*** Listed entries Section Begins ***

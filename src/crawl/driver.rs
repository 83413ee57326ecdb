// src/crawl/driver.rs
// =============================================================================
// The breadth-first driver.
//
// How it works:
// 1. The target page is fetched up front so we know its real title
// 2. The start page is seeded into the frontier (a queue of FetchHandles)
// 3. Pop the OLDEST handle, wait for its fetch, mark the page visited
// 4. Page itself is the target?          -> done (direct hit)
// 5. One of its children is the target?  -> fetch it to confirm, done (early hit)
// 6. Otherwise every child seen for the first time gets route = route + [title]
//    and is submitted to the pipeline, its handle going to the back of the queue
// 7. Repeat until a hit or the frontier runs dry (no route)
//
// Fetches run ahead of the driver in parallel, but pages are processed in
// submission order, so the first route found is a shortest one.
// =============================================================================

use std::collections::VecDeque;
use std::sync::Arc;

use tracing::{debug, info};
use url::Url;

use super::pipeline::{FetchHandle, FetchPipeline};
use super::progress::StepRecord;
use super::{CrawlConfig, CrawlContext, FetchState, Page, PageRegistry};
use crate::error::CrawlError;
use crate::wiki::Fetcher;

#[derive(Debug, Clone, PartialEq, Eq)]
pub enum DriverState {
    Running,
    HitFound(Vec<String>),
    Exhausted,
}

// How a crawl ended
#[derive(Debug, Clone, PartialEq, Eq)]
pub enum CrawlOutcome {
    /// Titles from start to target, both included.
    Found { route: Vec<String>, steps: usize },
    NoRoute { steps: usize },
}

impl CrawlOutcome {
    pub fn route(&self) -> Option<&[String]> {
        match self {
            CrawlOutcome::Found { route, .. } => Some(route),
            CrawlOutcome::NoRoute { .. } => None,
        }
    }

    pub fn steps(&self) -> usize {
        match self {
            CrawlOutcome::Found { steps, .. } | CrawlOutcome::NoRoute { steps } => *steps,
        }
    }
}

pub struct BfsDriver<F> {
    ctx: Arc<CrawlContext<F>>,
    pipeline: FetchPipeline<F>,
    frontier: VecDeque<FetchHandle>,
    target: Arc<Page>,
    target_title: String,
    steps: usize,
    state: DriverState,
}

impl<F: Fetcher> BfsDriver<F> {
    // `target` should already be fetched; its title at this point is the one
    // every hit is compared against.
    pub fn new(
        ctx: Arc<CrawlContext<F>>,
        config: &CrawlConfig,
        start: Arc<Page>,
        target: Arc<Page>,
    ) -> Self {
        let pipeline = FetchPipeline::new(Arc::clone(&ctx), config.workers);
        debug!(workers = pipeline.workers(), "fetch pipeline ready");

        start.discover(Vec::new());
        let mut frontier = VecDeque::new();
        frontier.push_back(pipeline.submit(start));

        let target_title = target.title().to_string();
        Self {
            ctx,
            pipeline,
            frontier,
            target,
            target_title,
            steps: 0,
            state: DriverState::Running,
        }
    }

    pub fn state(&self) -> &DriverState {
        &self.state
    }

    pub fn frontier_len(&self) -> usize {
        self.frontier.len()
    }

    /// Steps until the state leaves `Running`, reporting each processed page.
    pub async fn run<P>(&mut self, mut progress: P) -> Result<CrawlOutcome, CrawlError>
    where
        P: FnMut(&StepRecord),
    {
        while self.state == DriverState::Running {
            if let Some(record) = self.step().await? {
                progress(&record);
            }
        }

        Ok(match &self.state {
            DriverState::HitFound(route) => CrawlOutcome::Found {
                route: route.clone(),
                steps: self.steps,
            },
            _ => CrawlOutcome::NoRoute { steps: self.steps },
        })
    }

    // Processes the page at the head of the frontier
    //
    // Returns a progress record for pages that were expanded; hits, skipped
    // duplicates and the final empty pop produce none.
    pub async fn step(&mut self) -> Result<Option<StepRecord>, CrawlError> {
        let Some(handle) = self.frontier.pop_front() else {
            debug!(steps = self.steps, "frontier exhausted");
            self.state = DriverState::Exhausted;
            return Ok(None);
        };

        let page = self.pipeline.next(handle).await?;
        if !page.mark_visited() {
            return Ok(None);
        }
        self.steps += 1;

        let mut route = page.route().map(<[String]>::to_vec).unwrap_or_default();
        route.push(page.title().to_string());

        if page.title() == self.target_title {
            self.finish(route);
            return Ok(None);
        }

        if let Some(title) = self.confirm_early_hit(&page).await {
            route.push(title);
            self.finish(route);
            return Ok(None);
        }

        let children = page.children();
        let child_titles = children.iter().map(|c| c.title().to_string()).collect();
        let mut new_children = 0;
        for child in children {
            if child.discover(route.clone()) {
                self.frontier.push_back(self.pipeline.submit(Arc::clone(child)));
                new_children += 1;
            }
        }

        Ok(Some(StepRecord {
            step: self.steps,
            frontier: self.frontier.len(),
            new_children,
            total_children: children.len(),
            route,
            child_titles,
        }))
    }

    // Looks for the target among the children before they are queued
    //
    // A candidate is the target page itself or a child already known under the
    // target's title (e.g. a redirect alias). Each candidate is fetched right
    // here, outside the pool, and only a fetched title counts as a hit.
    async fn confirm_early_hit(&self, page: &Page) -> Option<String> {
        for child in page.children() {
            if !Arc::ptr_eq(child, &self.target) && child.title() != self.target_title {
                continue;
            }

            info!(candidate = %child.url(), "possible hit");
            if child.fetch(&self.ctx).await == FetchState::Fetched
                && child.title() == self.target_title
            {
                return Some(child.title().to_string());
            }
        }
        None
    }

    // Outstanding fetches are no longer needed; dropping the handles aborts them
    fn finish(&mut self, route: Vec<String>) {
        debug!(steps = self.steps, abandoned = self.frontier_len(), "route found");
        self.frontier.clear();
        self.state = DriverState::HitFound(route);
    }
}

// Entry point for one crawl run
//
// Owns the context (fetcher + a fresh registry) so nothing outlives the run.
pub struct Crawler<F> {
    ctx: Arc<CrawlContext<F>>,
    config: CrawlConfig,
}

impl<F: Fetcher> Crawler<F> {
    pub fn new(fetcher: F, config: CrawlConfig) -> Self {
        Self {
            ctx: Arc::new(CrawlContext::new(fetcher, PageRegistry::new())),
            config,
        }
    }

    pub fn registry(&self) -> &PageRegistry {
        &self.ctx.registry
    }

    /// Fetches the target to learn its real title, then searches from `start`.
    pub async fn find_route<P>(
        &self,
        start: &Url,
        target: &Url,
        progress: P,
    ) -> Result<CrawlOutcome, CrawlError>
    where
        P: FnMut(&StepRecord),
    {
        let target = self.ctx.registry.get_or_create(target);
        if target.fetch(&self.ctx).await != FetchState::Fetched {
            return Err(CrawlError::TargetUnavailable(target.url().to_string()));
        }
        info!(title = %target.title(), "target resolved");

        let start = self.ctx.registry.get_or_create(start);
        info!(url = %start.url(), workers = self.config.workers, "starting crawl");

        let mut driver = BfsDriver::new(Arc::clone(&self.ctx), &self.config, start, target);
        let outcome = driver.run(progress).await?;
        debug!(state = ?driver.state(), pages = self.ctx.registry.len(), "driver stopped");
        Ok(outcome)
    }
}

*** Listed entries Section Ends ***

**Task to carry out:**
In the listing above, locate the line with "let mut route" and the line with "for child in children", then extract exactly those lines and every line between them, and nothing more.

**Task response:**
        let mut route = page.route().map(<[String]>::to_vec).unwrap_or_default();
        route.push(page.title().to_string());

        if page.title() == self.target_title {
            self.finish(route);
            return Ok(None);
        }

        if let Some(title) = self.confirm_early_hit(&page).await {
            route.push(title);
            self.finish(route);
            return Ok(None);
        }

        let children = page.children();
        let child_titles = children.iter().map(|c| c.title().to_string()).collect();
        let mut new_children = 0;
        for child in children {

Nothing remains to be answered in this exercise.